Kids in the back, people. http://herdingcode.com/wp-content/uploads/HerdingCode-0131-Chris-Williams-and-Matthew-Podwysocki-on-the-Javascript-community.mp3
@Ignacio
I hate to say it, but you must be new. This is what this guy does all the time. It's troll bait to get people mad so they talk about him. Of course he's an a**. Everyone already knows that.
well technically, you can lazy load properties in EF. You have to split the table into two entities.
@Bek - That would be changing your design to work around the limitations of EF rather than not having to worry about limitations to begin with.
Yep use the context or session directly in your controller, lets just move back to code behinds while we are at it.
@Phillip Well, it's 6 eggs one way, or half a dozen the other. I've seen plenty of problems with NHibernate implementations where the issues boil down to bad assumptions about what should be, or shouldn't be lazy loaded. Several were set up to either lazy load everything or nothing.
Having a design that explicitly designates an entity that's intended to be loaded separately may be a change in design, but not a bad change in design.
@Steve - I'm not saying NHibernate is perfect or that NH is better than EF. All I mean is we shouldn't have to change our implementation just because something is not supported by a framework.
I demand next article in this series. The plot is getting interesting and I'm sinking into it
@Phillip And I think your comment is the linchpin to Ayende's entire argument. If it turns out that the ORM I've chosen has limitations and I've abstracted it away into a repository, I CAN'T work around it (i.e. ship code and make my client happy). Since I have this lovely abstractions, I say EF sucks and switch to NHibernate only to discover it has limitations in other areas. Ooops.
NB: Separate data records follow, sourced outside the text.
use crate::{
    access::{authorize, Action, Principal, Role},
    auth::{hash_password, verify_password, AuthService},
    blob::{BlobStore, Upload, UploadKind},
    error::{AppError, AppResult},
    models::{normalize_email, Club, Department, Event, RegisterUser, User, UserPatch, UserProfile},
    store::Store,
};
use anyhow::anyhow;
use chrono::Utc;
use itertools::Itertools;
use serde::{Deserialize, Serialize};
use uuid::Uuid;

/// Key namespace holding one entry per registered email.
const EMAIL_KEYS: &str = "user-email";

#[derive(Debug, Serialize)]
pub struct AuthResponse {
    pub token: String,
    pub user: UserProfile,
}

#[derive(Debug, Clone, Deserialize)]
pub struct Credentials {
    pub email: String,
    pub password: String,
}

#[derive(Debug, Clone, Default, Deserialize)]
pub struct UserFilter {
    pub role: Option<Role>,
    pub department: Option<Department>,
    pub year: Option<u8>,
}

impl UserFilter {
    fn matches(&self, user: &User) -> bool {
        self.role.map_or(true, |r| r == user.role)
            && self.department.map_or(true, |d| Some(d) == user.department)
            && self.year.map_or(true, |y| Some(y) == user.year)
    }
}

fn session(auth: &AuthService, user: &User) -> AppResult<AuthResponse> {
    Ok(AuthResponse {
        token: auth.issue_token(user.id, user.role)?,
        user: user.into(),
    })
}

pub async fn register_user(store: &Store, auth: &AuthService, data: RegisterUser) -> AppResult<AuthResponse> {
    data.validate()?;
    let password_hash = hash_password(&data.password).map_err(|e| anyhow!("failed to hash password: {e}"))?;
    let user = data.into_user(password_hash, Utc::now());

    if !store.reserve_key(EMAIL_KEYS, &user.email, user.id).await? {
        return Err(AppError::conflict("user already exists with this email"));
    }
    if let Err(err) = store.create(&user).await {
        store.release_key(EMAIL_KEYS, &user.email).await?;
        return Err(err);
    }

    tracing::info!(user = %user.id, role = ?user.role, "registered user");
    session(auth, &user)
}

pub async fn login(store: &Store, auth: &AuthService, credentials: Credentials) -> AppResult<AuthResponse> {
    let email = normalize_email(&credentials.email);
    let Some(id) = store.key_owner(EMAIL_KEYS, &email).await? else {
        return Err(AppError::InvalidCredentials);
    };
    let user = store.find::<User>(id).await?.ok_or(AppError::InvalidCredentials)?;

    let valid = verify_password(&credentials.password, &user.password_hash)
        .map_err(|e| anyhow!("stored password hash is unreadable: {e}"))?;
    if !valid || !user.is_active {
        return Err(AppError::InvalidCredentials);
    }

    let now = Utc::now();
    let (user, ()) = store
        .modify::<User, _, _>(user.id, |u| {
            u.last_login = Some(now);
            Ok(())
        })
        .await?;
    session(auth, &user)
}

pub async fn current_user(store: &Store, principal: &Principal) -> AppResult<UserProfile> {
    Ok((&store.get::<User>(principal.id).await?).into())
}

pub async fn list_users(store: &Store, principal: &Principal, filter: UserFilter) -> AppResult<Vec<UserProfile>> {
    authorize(Some(principal), Action::ListUsers, None)?;
    Ok(store
        .all::<User>()
        .await?
        .into_iter()
        .filter(|u| u.is_active && filter.matches(u))
        .sorted_by(|a, b| b.created_at.cmp(&a.created_at))
        .map(|u| UserProfile::from(&u))
        .collect())
}

pub async fn get_user(store: &Store, principal: &Principal, id: Uuid) -> AppResult<UserProfile> {
    authorize(Some(principal), Action::ViewUser, None)?;
    Ok((&store.get::<User>(id).await?).into())
}

pub async fn update_user(store: &Store, principal: &Principal, id: Uuid, patch: UserPatch) -> AppResult<UserProfile> {
    authorize(Some(principal), Action::UpdateUser, Some(id))?;
    if patch.role.is_some() {
        authorize(Some(principal), Action::ChangeRole, None)?;
    }
    let (user, ()) = store.modify::<User, _, _>(id, |u| u.apply(patch.clone())).await?;
    Ok((&user).into())
}

pub async fn deactivate_user(store: &Store, principal: &Principal, id: Uuid) -> AppResult<()> {
    authorize(Some(principal), Action::DeactivateUser, None)?;
    store
        .modify::<User, _, _>(id, |u| {
            u.is_active = false;
            Ok(())
        })
        .await?;
    tracing::info!(user = %id, by = %principal.id, "deactivated user");
    Ok(())
}

pub async fn upload_profile_picture(
    store: &Store,
    blobs: &dyn BlobStore,
    principal: &Principal,
    upload: Option<Upload>,
) -> AppResult<UserProfile> {
    let upload = upload.ok_or_else(|| AppError::validation("file", "please upload a file"))?;
    let url = blobs.store(UploadKind::ProfilePicture, &upload).await?;
    let (user, ()) = store
        .modify::<User, _, _>(principal.id, |u| {
            u.profile_picture = url.clone();
            Ok(())
        })
        .await?;
    Ok((&user).into())
}

/// Rebuilds the user's club and event lists from the clubs' members and
/// the events' registrations.
pub async fn reconcile_user(store: &Store, principal: &Principal, id: Uuid) -> AppResult<UserProfile> {
    authorize(Some(principal), Action::ReconcileUser, None)?;

    let clubs: Vec<Uuid> = store
        .all::<Club>()
        .await?
        .into_iter()
        .filter(|c| c.is_member(id))
        .map(|c| c.id)
        .collect();
    let events: Vec<Uuid> = store
        .all::<Event>()
        .await?
        .into_iter()
        .filter(|e| e.is_registered(id))
        .map(|e| e.id)
        .collect();

    let (user, changed) = store
        .modify::<User, _, _>(id, |u| {
            let changed = u.registered_clubs != clubs || u.registered_events != events;
            u.registered_clubs = clubs.clone();
            u.registered_events = events.clone();
            Ok(changed)
        })
        .await?;
    if changed {
        tracing::info!(user = %id, "reconciled user memberships");
    }
    Ok((&user).into())
}
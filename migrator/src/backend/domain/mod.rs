//! # Domain Module
//!
//! Business rules for migrating medication schedules.
//!
//! ## Module Organization
//!
//! - **day_codes**: Pure normalization of raw `days` entries
//! - **migration_service**: Fetch, diff, and report or apply the migration
//! - **commands**: Command and result types passed between layers
//! - **errors**: Configuration and fatal error taxonomy with exit codes
//! - **models**: The `Weekday` model with its legacy codes and labels
//!
//! ## Business Rules
//!
//! - Legacy single-letter codes become 3-letter Spanish labels
//! - Output is deduplicated and ordered Monday first
//! - Records with nothing recognizable keep their (trimmed) entries
//! - Nothing is written unless the run is in apply mode

pub mod commands;
pub mod day_codes;
pub mod errors;
pub mod migration_service;
pub mod models;

pub use commands::*;
pub use errors::*;
pub use migration_service::DayMigrationService;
You really will need to be able to optimize queries for the situation at hand. The only code that knows that situation is the consuming code.
If you abstract away the ORM, you can't use it's features to optimize. If you expose it's features, you just leaked your ORM's implementation details through your abstractions and now you can't switch ORMs anymore.
So you might as well just use your ORM from the beginning and ship code.
EF or NHibernate both let us switch between many database engines. Once we work out all the issues of that abstraction for one ORM, what value do we get from switching our ORM?